- What you need to do
Say how many lines in the entries hold the string "elements", giving the number by itself.

- Material for this task
▬▬▬▬▬▬

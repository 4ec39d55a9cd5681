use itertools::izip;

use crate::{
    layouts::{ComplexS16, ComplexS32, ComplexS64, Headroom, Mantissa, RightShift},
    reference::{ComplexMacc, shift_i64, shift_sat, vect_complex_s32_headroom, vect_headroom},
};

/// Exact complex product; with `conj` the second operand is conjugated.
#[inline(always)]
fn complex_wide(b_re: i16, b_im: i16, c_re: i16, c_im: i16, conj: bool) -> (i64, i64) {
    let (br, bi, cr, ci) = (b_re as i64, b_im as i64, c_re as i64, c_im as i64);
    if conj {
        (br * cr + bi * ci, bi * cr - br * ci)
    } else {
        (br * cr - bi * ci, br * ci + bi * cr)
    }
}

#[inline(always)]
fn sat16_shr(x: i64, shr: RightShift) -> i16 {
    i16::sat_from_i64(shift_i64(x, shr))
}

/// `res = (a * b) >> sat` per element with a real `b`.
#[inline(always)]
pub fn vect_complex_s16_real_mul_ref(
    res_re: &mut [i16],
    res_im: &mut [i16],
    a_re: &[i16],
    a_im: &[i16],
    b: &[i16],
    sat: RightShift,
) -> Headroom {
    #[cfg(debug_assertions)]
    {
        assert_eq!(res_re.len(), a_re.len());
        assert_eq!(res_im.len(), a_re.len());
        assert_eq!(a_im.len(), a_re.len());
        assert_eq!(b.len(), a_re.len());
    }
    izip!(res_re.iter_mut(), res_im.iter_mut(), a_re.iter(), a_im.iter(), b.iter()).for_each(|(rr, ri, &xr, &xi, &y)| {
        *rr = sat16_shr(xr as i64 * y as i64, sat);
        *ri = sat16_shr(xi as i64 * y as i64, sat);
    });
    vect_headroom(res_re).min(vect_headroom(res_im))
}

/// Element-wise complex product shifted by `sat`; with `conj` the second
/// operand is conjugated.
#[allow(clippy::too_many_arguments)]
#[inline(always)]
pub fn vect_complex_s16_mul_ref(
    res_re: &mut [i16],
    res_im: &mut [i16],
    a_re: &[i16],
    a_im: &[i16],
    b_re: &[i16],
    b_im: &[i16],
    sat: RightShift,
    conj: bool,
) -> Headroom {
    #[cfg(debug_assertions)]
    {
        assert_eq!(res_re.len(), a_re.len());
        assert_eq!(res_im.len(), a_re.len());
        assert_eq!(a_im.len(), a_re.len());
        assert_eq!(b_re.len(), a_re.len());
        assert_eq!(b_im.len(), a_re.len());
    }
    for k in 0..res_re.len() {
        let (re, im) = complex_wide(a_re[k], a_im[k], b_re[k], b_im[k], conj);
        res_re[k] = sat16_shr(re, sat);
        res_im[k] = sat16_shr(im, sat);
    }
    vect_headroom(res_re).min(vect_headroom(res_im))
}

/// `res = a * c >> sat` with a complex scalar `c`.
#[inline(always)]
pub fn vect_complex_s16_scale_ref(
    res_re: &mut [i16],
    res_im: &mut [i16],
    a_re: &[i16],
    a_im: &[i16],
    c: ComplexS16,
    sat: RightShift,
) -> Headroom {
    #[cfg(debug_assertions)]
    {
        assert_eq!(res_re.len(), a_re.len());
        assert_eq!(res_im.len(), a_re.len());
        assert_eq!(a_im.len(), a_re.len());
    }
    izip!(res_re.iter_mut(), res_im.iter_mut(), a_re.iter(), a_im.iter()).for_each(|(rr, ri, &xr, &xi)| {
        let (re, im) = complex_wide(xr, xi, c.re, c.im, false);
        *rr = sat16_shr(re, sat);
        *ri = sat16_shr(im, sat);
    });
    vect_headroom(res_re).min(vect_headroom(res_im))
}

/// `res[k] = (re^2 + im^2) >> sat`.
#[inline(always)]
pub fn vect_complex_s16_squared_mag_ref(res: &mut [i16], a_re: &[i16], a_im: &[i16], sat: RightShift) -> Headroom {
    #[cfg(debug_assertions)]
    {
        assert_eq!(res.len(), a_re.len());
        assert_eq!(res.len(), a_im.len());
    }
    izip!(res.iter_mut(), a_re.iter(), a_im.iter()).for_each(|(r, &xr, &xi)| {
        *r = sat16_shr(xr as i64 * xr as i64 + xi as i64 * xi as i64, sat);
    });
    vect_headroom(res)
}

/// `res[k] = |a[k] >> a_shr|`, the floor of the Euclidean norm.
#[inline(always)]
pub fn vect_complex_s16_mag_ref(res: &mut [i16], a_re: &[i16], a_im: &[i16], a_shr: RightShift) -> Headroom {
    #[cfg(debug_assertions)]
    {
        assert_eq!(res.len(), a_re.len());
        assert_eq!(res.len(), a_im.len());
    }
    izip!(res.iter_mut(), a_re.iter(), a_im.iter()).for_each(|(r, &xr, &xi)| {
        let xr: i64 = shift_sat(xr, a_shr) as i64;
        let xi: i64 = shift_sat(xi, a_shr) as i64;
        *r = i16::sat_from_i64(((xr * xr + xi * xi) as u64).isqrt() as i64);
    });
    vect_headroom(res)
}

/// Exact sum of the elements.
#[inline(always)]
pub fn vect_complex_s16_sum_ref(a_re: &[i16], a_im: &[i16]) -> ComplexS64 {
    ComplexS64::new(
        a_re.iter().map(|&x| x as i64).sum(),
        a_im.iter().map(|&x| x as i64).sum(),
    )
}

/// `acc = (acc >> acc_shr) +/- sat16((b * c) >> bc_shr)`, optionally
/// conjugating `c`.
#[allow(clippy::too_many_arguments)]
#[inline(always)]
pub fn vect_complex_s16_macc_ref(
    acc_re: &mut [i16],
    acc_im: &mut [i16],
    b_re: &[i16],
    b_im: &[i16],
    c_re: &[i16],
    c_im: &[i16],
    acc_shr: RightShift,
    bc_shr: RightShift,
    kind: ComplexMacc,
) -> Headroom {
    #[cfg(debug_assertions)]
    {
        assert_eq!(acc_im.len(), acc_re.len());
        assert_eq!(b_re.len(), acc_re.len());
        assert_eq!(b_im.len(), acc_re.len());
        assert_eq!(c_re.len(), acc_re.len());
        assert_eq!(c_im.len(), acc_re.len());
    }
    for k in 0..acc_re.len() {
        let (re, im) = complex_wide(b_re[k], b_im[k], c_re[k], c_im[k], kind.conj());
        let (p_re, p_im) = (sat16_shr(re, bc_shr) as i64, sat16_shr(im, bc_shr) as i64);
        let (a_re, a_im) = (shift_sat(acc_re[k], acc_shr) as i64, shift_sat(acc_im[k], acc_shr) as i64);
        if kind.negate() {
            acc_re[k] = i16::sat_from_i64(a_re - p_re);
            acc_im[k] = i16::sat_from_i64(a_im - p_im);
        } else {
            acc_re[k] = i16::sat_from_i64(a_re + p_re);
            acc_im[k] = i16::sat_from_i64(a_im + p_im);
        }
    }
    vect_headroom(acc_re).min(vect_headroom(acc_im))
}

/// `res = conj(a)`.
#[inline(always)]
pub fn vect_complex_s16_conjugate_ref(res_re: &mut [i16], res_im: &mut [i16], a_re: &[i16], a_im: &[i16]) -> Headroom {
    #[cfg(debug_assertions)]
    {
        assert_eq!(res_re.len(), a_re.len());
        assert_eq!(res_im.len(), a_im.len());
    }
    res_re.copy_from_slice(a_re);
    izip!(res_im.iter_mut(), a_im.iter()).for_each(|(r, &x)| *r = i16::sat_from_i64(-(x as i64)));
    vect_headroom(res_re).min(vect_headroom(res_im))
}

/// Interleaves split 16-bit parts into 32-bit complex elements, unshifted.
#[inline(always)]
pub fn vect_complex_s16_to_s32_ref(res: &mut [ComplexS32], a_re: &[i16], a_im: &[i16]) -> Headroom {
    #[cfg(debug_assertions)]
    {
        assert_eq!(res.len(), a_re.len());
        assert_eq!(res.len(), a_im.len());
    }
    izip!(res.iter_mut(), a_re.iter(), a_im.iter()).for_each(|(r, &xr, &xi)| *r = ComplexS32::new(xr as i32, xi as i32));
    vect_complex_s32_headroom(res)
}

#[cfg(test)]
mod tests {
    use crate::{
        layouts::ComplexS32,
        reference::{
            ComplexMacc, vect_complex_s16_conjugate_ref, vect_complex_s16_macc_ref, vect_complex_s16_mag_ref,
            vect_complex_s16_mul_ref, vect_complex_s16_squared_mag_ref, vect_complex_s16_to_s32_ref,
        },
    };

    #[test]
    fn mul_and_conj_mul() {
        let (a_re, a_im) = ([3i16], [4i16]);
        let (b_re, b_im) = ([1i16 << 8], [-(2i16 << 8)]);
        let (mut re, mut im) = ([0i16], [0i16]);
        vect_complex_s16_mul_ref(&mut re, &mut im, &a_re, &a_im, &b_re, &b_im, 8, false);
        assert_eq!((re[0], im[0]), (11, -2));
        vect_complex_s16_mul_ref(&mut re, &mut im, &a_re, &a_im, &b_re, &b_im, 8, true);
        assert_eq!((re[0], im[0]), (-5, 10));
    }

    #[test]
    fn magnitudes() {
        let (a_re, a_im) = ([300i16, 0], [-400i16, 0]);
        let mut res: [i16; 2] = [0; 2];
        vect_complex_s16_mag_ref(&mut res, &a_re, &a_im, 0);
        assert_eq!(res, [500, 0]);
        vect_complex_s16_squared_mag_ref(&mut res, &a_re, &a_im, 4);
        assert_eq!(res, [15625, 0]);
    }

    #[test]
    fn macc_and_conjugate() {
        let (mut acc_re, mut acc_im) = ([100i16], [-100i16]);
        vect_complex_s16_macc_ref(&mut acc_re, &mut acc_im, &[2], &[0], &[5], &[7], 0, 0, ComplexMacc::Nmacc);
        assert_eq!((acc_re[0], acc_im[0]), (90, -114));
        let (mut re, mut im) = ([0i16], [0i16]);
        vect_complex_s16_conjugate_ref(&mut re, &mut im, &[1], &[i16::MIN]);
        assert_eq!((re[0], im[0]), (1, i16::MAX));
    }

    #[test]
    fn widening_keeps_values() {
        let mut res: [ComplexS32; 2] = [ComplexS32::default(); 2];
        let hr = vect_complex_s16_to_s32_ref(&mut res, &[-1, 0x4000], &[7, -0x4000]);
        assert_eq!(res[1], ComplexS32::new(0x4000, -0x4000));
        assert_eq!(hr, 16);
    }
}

▬▬▬▬▬▬

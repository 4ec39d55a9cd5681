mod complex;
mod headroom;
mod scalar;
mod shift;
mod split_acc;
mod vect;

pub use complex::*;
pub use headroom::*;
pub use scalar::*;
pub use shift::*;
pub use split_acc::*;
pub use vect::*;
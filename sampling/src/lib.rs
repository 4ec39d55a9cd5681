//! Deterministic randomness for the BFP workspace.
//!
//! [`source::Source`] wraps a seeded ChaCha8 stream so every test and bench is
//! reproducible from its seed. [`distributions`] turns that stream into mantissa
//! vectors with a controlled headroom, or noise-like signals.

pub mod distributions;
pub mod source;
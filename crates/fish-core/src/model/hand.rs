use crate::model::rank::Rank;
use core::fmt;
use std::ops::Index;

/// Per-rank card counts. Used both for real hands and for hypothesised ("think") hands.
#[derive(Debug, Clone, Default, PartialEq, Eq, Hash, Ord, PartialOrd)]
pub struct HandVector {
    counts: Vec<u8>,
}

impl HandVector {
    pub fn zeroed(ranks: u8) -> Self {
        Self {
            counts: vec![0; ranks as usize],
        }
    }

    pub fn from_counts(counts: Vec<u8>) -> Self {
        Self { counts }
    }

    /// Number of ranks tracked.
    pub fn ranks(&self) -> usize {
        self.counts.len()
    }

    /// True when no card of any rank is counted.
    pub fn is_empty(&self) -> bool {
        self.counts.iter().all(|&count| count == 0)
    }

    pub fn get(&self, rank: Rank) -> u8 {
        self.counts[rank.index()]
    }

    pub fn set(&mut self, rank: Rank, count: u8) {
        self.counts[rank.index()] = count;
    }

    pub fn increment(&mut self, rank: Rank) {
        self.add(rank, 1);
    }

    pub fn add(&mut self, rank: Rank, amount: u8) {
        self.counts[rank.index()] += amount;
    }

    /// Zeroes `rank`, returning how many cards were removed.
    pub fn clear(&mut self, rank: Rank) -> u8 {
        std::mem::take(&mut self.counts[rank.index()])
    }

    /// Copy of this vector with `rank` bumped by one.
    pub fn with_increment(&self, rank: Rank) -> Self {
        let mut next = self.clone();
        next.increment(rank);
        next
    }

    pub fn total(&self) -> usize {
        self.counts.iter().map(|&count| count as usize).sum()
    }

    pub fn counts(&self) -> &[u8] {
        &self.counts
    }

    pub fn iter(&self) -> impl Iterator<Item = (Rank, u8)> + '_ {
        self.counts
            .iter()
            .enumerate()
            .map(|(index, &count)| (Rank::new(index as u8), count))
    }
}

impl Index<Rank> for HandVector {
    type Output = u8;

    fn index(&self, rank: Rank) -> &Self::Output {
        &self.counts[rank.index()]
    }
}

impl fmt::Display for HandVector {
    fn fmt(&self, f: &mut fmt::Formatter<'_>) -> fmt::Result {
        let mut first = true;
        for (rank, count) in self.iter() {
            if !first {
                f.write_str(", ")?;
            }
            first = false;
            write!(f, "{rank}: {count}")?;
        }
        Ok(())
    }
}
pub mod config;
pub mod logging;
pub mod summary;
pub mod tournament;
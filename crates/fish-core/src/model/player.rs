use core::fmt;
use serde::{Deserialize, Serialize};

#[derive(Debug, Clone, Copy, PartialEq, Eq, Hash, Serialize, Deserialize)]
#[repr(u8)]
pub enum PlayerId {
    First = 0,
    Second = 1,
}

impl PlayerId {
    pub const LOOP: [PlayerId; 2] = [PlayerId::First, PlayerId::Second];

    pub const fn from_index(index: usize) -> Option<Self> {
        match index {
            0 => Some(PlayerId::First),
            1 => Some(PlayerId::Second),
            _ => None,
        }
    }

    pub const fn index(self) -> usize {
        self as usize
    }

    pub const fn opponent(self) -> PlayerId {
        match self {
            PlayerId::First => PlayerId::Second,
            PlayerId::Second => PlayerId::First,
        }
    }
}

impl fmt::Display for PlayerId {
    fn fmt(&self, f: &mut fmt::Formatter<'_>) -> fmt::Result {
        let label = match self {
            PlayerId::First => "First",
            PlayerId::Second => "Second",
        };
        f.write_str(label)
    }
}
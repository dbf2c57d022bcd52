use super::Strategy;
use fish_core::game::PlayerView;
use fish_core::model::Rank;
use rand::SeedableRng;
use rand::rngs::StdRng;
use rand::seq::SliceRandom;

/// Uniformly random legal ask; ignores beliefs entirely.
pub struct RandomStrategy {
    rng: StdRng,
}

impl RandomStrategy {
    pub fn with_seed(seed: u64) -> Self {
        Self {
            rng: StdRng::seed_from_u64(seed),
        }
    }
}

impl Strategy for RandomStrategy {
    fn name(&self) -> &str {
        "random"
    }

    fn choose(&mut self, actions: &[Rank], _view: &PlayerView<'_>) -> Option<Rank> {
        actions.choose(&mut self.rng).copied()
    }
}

▬▬▬▬▬▬

- Written solution
2